**What to do**
Among the lines below, which ones contain the word "legacy"? Copy every such line.

Saved entries:
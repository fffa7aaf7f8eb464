use std::collections::{BTreeMap, HashMap, HashSet};
use std::fs::{self, File};
use std::io;
use std::path::{Path, PathBuf};
use std::time::Duration;

use camino::Utf8PathBuf;
use md5::{Digest, Md5};
use serde::Serialize;
use serde_json::Value;
use tracing::{error, info, warn};

use crate::api::{self, Filter, GdcClient, Query};
use crate::domain::{Datestamp, Endpoint, program_of};
use crate::error::GdcError;
use crate::ledger::Ledger;
use crate::lock::StageLock;
use crate::meta::{self, FileDescriptor};
use crate::store::{self, MirrorLayout};

pub const DOWNLOAD_ATTEMPTS: usize = 3;
/// Per-attempt download budget; attempt `n` gets `n` times this.
pub const DOWNLOAD_TIMEOUT_SECS: u64 = 180;

pub const FILE_FIELDS: [&str; 19] = [
    "file_id",
    "file_name",
    "md5sum",
    "file_size",
    "data_category",
    "data_type",
    "data_format",
    "experimental_strategy",
    "platform",
    "tags",
    "center.namespace",
    "analysis.workflow_type",
    "cases.project.project_id",
    "cases.submitter_id",
    "cases.case_id",
    "cases.samples.sample_type",
    "cases.samples.is_ffpe",
    "cases.samples.submitter_id",
    "cases.samples.portions.analytes.aliquots.submitter_id",
];

#[derive(Debug, Clone)]
pub struct MirrorOptions {
    pub datestamp: Datestamp,
    pub categories: Vec<String>,
    pub cases: Vec<String>,
    pub workflow: Option<String>,
    pub force_download: bool,
    pub legacy: bool,
}

#[derive(Debug, Clone, Default, Serialize)]
pub struct ProjectMirrorSummary {
    pub project: String,
    pub files: usize,
    pub downloaded: usize,
    pub reused: usize,
    pub failed: Vec<String>,
    #[serde(skip_serializing_if = "Option::is_none")]
    pub error: Option<String>,
}

#[derive(Debug, Clone, Serialize)]
pub struct MirrorSummary {
    pub datestamp: Datestamp,
    pub projects: Vec<ProjectMirrorSummary>,
    pub ledger_updated: bool,
}

impl MirrorSummary {
    pub fn check(&self) -> Result<(), GdcError> {
        let failed = self
            .projects
            .iter()
            .filter(|project| project.error.is_some() || !project.failed.is_empty())
            .count();
        if failed > 0 {
            return Err(GdcError::StageFailed {
                stage: "mirror".to_string(),
                failed,
                total: self.projects.len(),
            });
        }
        Ok(())
    }
}

pub fn resolve_scope<C: GdcClient + ?Sized>(
    client: &C,
    programs: &[String],
    projects: &[String],
) -> Result<BTreeMap<String, Vec<String>>, GdcError> {
    let mut scope: BTreeMap<String, Vec<String>> = BTreeMap::new();
    if !projects.is_empty() {
        let mut known: HashMap<String, Vec<String>> = HashMap::new();
        for project in projects {
            let program = program_of(project).to_string();
            if !known.contains_key(&program) {
                let listed = api::get_projects(client, &program)?;
                if listed.is_empty() {
                    return Err(GdcError::UnknownProgram(program));
                }
                known.insert(program.clone(), listed);
            }
            if !known[&program].contains(project) {
                return Err(GdcError::UnknownProject(project.clone()));
            }
            scope.entry(program).or_default().push(project.clone());
        }
    } else {
        let programs = if programs.is_empty() {
            api::get_programs(client)?
        } else {
            programs.to_vec()
        };
        for program in programs {
            let listed = api::get_projects(client, &program)?;
            if listed.is_empty() {
                return Err(GdcError::UnknownProgram(program));
            }
            scope.insert(program, listed);
        }
    }
    for projects in scope.values_mut() {
        projects.sort();
        projects.dedup();
    }
    Ok(scope)
}

pub fn file_query(
    project: &str,
    category: &str,
    cases: &[String],
    workflow: Option<&str>,
) -> Query {
    let mut query = Query::new(Endpoint::Files)
        .fields(FILE_FIELDS)
        .filter(Filter::eq("cases.project.project_id", project))
        .filter(Filter::eq("files.data_category", category))
        .filter(Filter::eq("access", "open"));
    if category == "Biospecimen" || category == "Clinical" {
        query = query
            .filter(Filter::neq("files.data_format", "BCR Biotab"))
            .filter(Filter::neq("files.data_type", "Slide Image"));
    }
    if let Some(workflow) = workflow {
        query = query.filter(Filter::eq("files.analysis.workflow_type", workflow));
    }
    if !cases.is_empty() {
        query = query.filter(Filter::in_list("cases.submitter_id", cases.iter().cloned()));
    }
    query
}

pub struct Mirror<C: GdcClient> {
    client: C,
    layout: MirrorLayout,
    ledger: Ledger,
    options: MirrorOptions,
}

enum Existing {
    Reused,
    Absent,
}

impl<C: GdcClient> Mirror<C> {
    pub fn new(client: C, root: Utf8PathBuf, ledger: Ledger, options: MirrorOptions) -> Self {
        Self {
            client,
            layout: MirrorLayout::new(root),
            ledger,
            options,
        }
    }

    pub fn client(&self) -> &C {
        &self.client
    }

    pub fn layout(&self) -> &MirrorLayout {
        &self.layout
    }

    pub fn run(&self, scope: &BTreeMap<String, Vec<String>>) -> Result<MirrorSummary, GdcError> {
        let datestamp = &self.options.datestamp;
        let mut projects = Vec::new();
        for (program, program_projects) in scope {
            let _lock = StageLock::acquire(self.layout.program_dir(program).as_std_path(), "mirror")?;
            info!(%program, %datestamp, projects = program_projects.len(), "mirroring program");
            for project in program_projects {
                match self.mirror_project(program, project) {
                    Ok(summary) => {
                        info!(
                            %project,
                            files = summary.files,
                            downloaded = summary.downloaded,
                            reused = summary.reused,
                            failed = summary.failed.len(),
                            "project mirrored"
                        );
                        projects.push(summary);
                    }
                    Err(err) => {
                        error!(%project, error = %err, "project mirror failed");
                        projects.push(ProjectMirrorSummary {
                            project: project.clone(),
                            error: Some(err.to_string()),
                            ..ProjectMirrorSummary::default()
                        });
                    }
                }
            }
        }

        let ledger_updated = if projects.iter().any(|project| project.error.is_none()) {
            self.ledger.append(datestamp)?
        } else {
            false
        };
        if ledger_updated {
            info!(%datestamp, ledger = %self.ledger.path(), "datestamp recorded");
        }
        Ok(MirrorSummary {
            datestamp: datestamp.clone(),
            projects,
            ledger_updated,
        })
    }

    pub fn mirror_project(
        &self,
        program: &str,
        project: &str,
    ) -> Result<ProjectMirrorSummary, GdcError> {
        let options = &self.options;
        let categories = if options.categories.is_empty() {
            api::get_project_categories(&self.client, project)?
        } else {
            options.categories.clone()
        };

        let mut files: Vec<FileDescriptor> = Vec::new();
        let mut seen = HashSet::new();
        for category in &categories {
            let hits = file_query(project, category, &options.cases, options.workflow.as_deref())
                .get(&self.client)?;
            info!(%project, %category, files = hits.len(), "file metadata retrieved");
            for hit in hits {
                let descriptor = parse_descriptor(hit)?;
                if seen.insert(descriptor.file_id.clone()) {
                    files.push(descriptor);
                }
            }
        }

        let prior = self.prior_snapshot(program, project)?;
        let mut summary = ProjectMirrorSummary {
            project: project.to_string(),
            files: files.len(),
            ..ProjectMirrorSummary::default()
        };
        for descriptor in &files {
            let path = self
                .layout
                .file_path(program, project, descriptor, options.legacy)?;
            if !options.force_download {
                let prior_path = match prior.get(&descriptor.file_id) {
                    Some(previous) => Some(self.layout.file_path(
                        program,
                        project,
                        previous,
                        options.legacy,
                    )?),
                    None => None,
                };
                let prior_path = prior_path.as_deref().map(|prior| prior.as_std_path());
                if let Existing::Reused = reuse_existing(descriptor, path.as_std_path(), prior_path)? {
                    summary.reused += 1;
                    continue;
                }
            }
            match self.download(descriptor, path.as_std_path()) {
                Ok(()) => {
                    meta::write_companion(path.as_std_path(), &descriptor.md5sum)?;
                    summary.downloaded += 1;
                }
                Err(err) => {
                    error!(
                        file_id = %descriptor.file_id,
                        file_name = %descriptor.file_name,
                        error = %err,
                        "download failed"
                    );
                    summary.failed.push(descriptor.file_id.clone());
                }
            }
        }

        let metadata_path = self
            .layout
            .metadata_path(program, project, &options.datestamp);
        meta::write_metadata(metadata_path.as_std_path(), &files)?;
        Ok(summary)
    }

    fn prior_snapshot(
        &self,
        program: &str,
        project: &str,
    ) -> Result<HashMap<String, FileDescriptor>, GdcError> {
        let metadata_dir = self.layout.metadata_dir(program, project);
        let Some(previous) = store::latest_metadata_datestamp(
            metadata_dir.as_std_path(),
            None,
            Some(&self.options.datestamp),
        )?
        else {
            return Ok(HashMap::new());
        };
        let path = self.layout.metadata_path(program, project, &previous);
        if !path.as_std_path().exists() {
            return Ok(HashMap::new());
        }
        Ok(meta::load_metadata(path.as_std_path())?
            .into_iter()
            .map(|descriptor| (descriptor.file_id.clone(), descriptor))
            .collect())
    }

    fn download(&self, descriptor: &FileDescriptor, path: &Path) -> Result<(), GdcError> {
        let staging = staging_path(path);
        let mut last_error = String::new();
        for attempt in 1..=DOWNLOAD_ATTEMPTS {
            let timeout = Duration::from_secs(DOWNLOAD_TIMEOUT_SECS * attempt as u64);
            let result = self
                .client
                .download(&descriptor.file_id, &staging, timeout)
                .and_then(|()| verify_md5(&staging, &descriptor.md5sum))
                .and_then(|()| {
                    fs::rename(&staging, path).map_err(|err| GdcError::fs(path.display(), err))
                });
            match result {
                Ok(()) => return Ok(()),
                Err(err) => {
                    if staging.exists() {
                        fs::remove_file(&staging)
                            .map_err(|err| GdcError::fs(staging.display(), err))?;
                    }
                    warn!(
                        file_id = %descriptor.file_id,
                        attempt,
                        error = %err,
                        "download attempt failed"
                    );
                    last_error = err.to_string();
                }
            }
        }
        Err(GdcError::DownloadFailed {
            file_id: descriptor.file_id.clone(),
            attempts: DOWNLOAD_ATTEMPTS,
            message: last_error,
        })
    }
}

// The payload is only replaced by rename after its MD5 checks out.
fn staging_path(path: &Path) -> PathBuf {
    let name = path
        .file_name()
        .map(|name| name.to_string_lossy().into_owned())
        .unwrap_or_default();
    path.with_file_name(format!(".{name}.partial"))
}

fn parse_descriptor(hit: Value) -> Result<FileDescriptor, GdcError> {
    serde_json::from_value(hit).map_err(|err| GdcError::Metadata(err.to_string()))
}

/// Looks for an unchanged copy at the current path, then at the prior
/// snapshot's path. A companion recording a different hash is fatal.
fn reuse_existing(
    descriptor: &FileDescriptor,
    path: &Path,
    prior_path: Option<&Path>,
) -> Result<Existing, GdcError> {
    let candidates = std::iter::once(path).chain(prior_path.filter(|prior| *prior != path));
    for candidate in candidates {
        if !candidate.exists() {
            continue;
        }
        let basename = candidate.file_name().and_then(|name| name.to_str()).unwrap_or("");
        let Some((recorded, name)) = meta::read_companion(candidate) else {
            continue;
        };
        if name != basename {
            continue;
        }
        if !recorded.eq_ignore_ascii_case(&descriptor.md5sum) {
            return Err(GdcError::HashMismatch {
                file: candidate.display().to_string(),
                recorded,
                expected: descriptor.md5sum.clone(),
            });
        }
        if candidate != path {
            store::link_or_copy(candidate, path)?;
            meta::write_companion(path, &descriptor.md5sum)?;
        }
        return Ok(Existing::Reused);
    }
    Ok(Existing::Absent)
}

fn verify_md5(path: &Path, expected: &str) -> Result<(), GdcError> {
    if expected.is_empty() {
        return Ok(());
    }
    let actual = file_md5(path)?;
    if actual.eq_ignore_ascii_case(expected) {
        Ok(())
    } else {
        Err(GdcError::HashMismatch {
            file: path.display().to_string(),
            recorded: actual,
            expected: expected.to_string(),
        })
    }
}

pub fn file_md5(path: &Path) -> Result<String, GdcError> {
    let mut file = File::open(path).map_err(|err| GdcError::fs(path.display(), err))?;
    let mut hasher = Md5::new();
    io::copy(&mut file, &mut hasher).map_err(|err| GdcError::fs(path.display(), err))?;
    Ok(format!("{:x}", hasher.finalize()))
}

#[cfg(test)]
mod tests {
    use super::*;

    #[test]
    fn clinical_queries_exclude_biotab_and_slides() {
        let params = file_query("TCGA-ACC", "Clinical", &[], None).params(1);
        let filters = params
            .iter()
            .find(|(key, _)| key == "filters")
            .map(|(_, value)| value.clone())
            .unwrap();
        assert!(filters.contains("BCR Biotab"));
        assert!(filters.contains("Slide Image"));

        let params = file_query("TCGA-ACC", "Copy Number Variation", &[], Some("DNAcopy")).params(1);
        let filters = &params.iter().find(|(key, _)| key == "filters").unwrap().1;
        assert!(!filters.contains("BCR Biotab"));
        assert!(filters.contains("files.analysis.workflow_type"));
    }

    #[test]
    fn md5_of_file() {
        let temp = tempfile::tempdir().unwrap();
        let path = temp.path().join("hello.txt");
        fs::write(&path, b"hello").unwrap();
        assert_eq!(file_md5(&path).unwrap(), "5d41402abc4b2a76b9719d911017c592");
        assert!(verify_md5(&path, "5D41402ABC4B2A76B9719D911017C592").is_ok());
        assert!(verify_md5(&path, "0000").is_err());
    }
}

**Response to this task**
    pub legacy: bool,
                .file_path(program, project, descriptor, options.legacy)?;
                        options.legacy,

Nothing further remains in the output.